What this task involves:
Beginning with the line that contains "pub fn new(today: NaiveDate)", transcribe every line down to the end of the entries, exactly, and no other lines.

── Material supplied ──

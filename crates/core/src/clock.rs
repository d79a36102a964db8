//! Calendar clock abstraction.
//!
//! Date-relative queries ("expiring within N days") read "today" through a
//! [`Clock`] so tests can pin the date instead of depending on wall time.

use chrono::{Local, NaiveDate};

/// Source of the current calendar date.
pub trait Clock {
    /// Today's date. Time of day is never observed.
    fn today(&self) -> NaiveDate;
}

/// Reads the local calendar date from the system clock.
#[derive(Debug, Default, Clone, Copy, PartialEq, Eq)]
pub struct SystemClock;

impl Clock for SystemClock {
    fn today(&self) -> NaiveDate {
        Local::now().date_naive()
    }
}

/// Clock pinned to a single date.
#[derive(Debug, Clone, Copy, PartialEq, Eq)]
pub struct FixedClock(pub NaiveDate);

impl FixedClock {
    pub fn new(today: NaiveDate) -> Self {
        Self(today)
    }
}

impl Clock for FixedClock {
    fn today(&self) -> NaiveDate {
        self.0
    }
}

impl<C: Clock + ?Sized> Clock for &C {
    fn today(&self) -> NaiveDate {
        (**self).today()
    }
}

#[cfg(test)]
mod tests {
    use super::*;

    #[test]
    fn fixed_clock_returns_pinned_date() {
        let date = NaiveDate::from_ymd_opt(2026, 10, 16).unwrap();
        assert_eq!(FixedClock::new(date).today(), date);
    }

    #[test]
    fn system_clock_matches_local_date() {
        // Straddling midnight would make this flaky by one day at most.
        let before = Local::now().date_naive();
        let today = SystemClock.today();
        assert!(today >= before);
        assert!(today <= Local::now().date_naive());
    }
}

───

Response below:
    pub fn new(today: NaiveDate) -> Self {
        Self(today)
    }
}

impl Clock for FixedClock {
    fn today(&self) -> NaiveDate {
        self.0
    }
}

impl<C: Clock + ?Sized> Clock for &C {
    fn today(&self) -> NaiveDate {
        (**self).today()
    }
}

#[cfg(test)]
mod tests {
    use super::*;

    #[test]
    fn fixed_clock_returns_pinned_date() {
        let date = NaiveDate::from_ymd_opt(2026, 10, 16).unwrap();
        assert_eq!(FixedClock::new(date).today(), date);
    }

    #[test]
    fn system_clock_matches_local_date() {
        // Straddling midnight would make this flaky by one day at most.
        let before = Local::now().date_naive();
        let today = SystemClock.today();
        assert!(today >= before);
        assert!(today <= Local::now().date_naive());
    }
}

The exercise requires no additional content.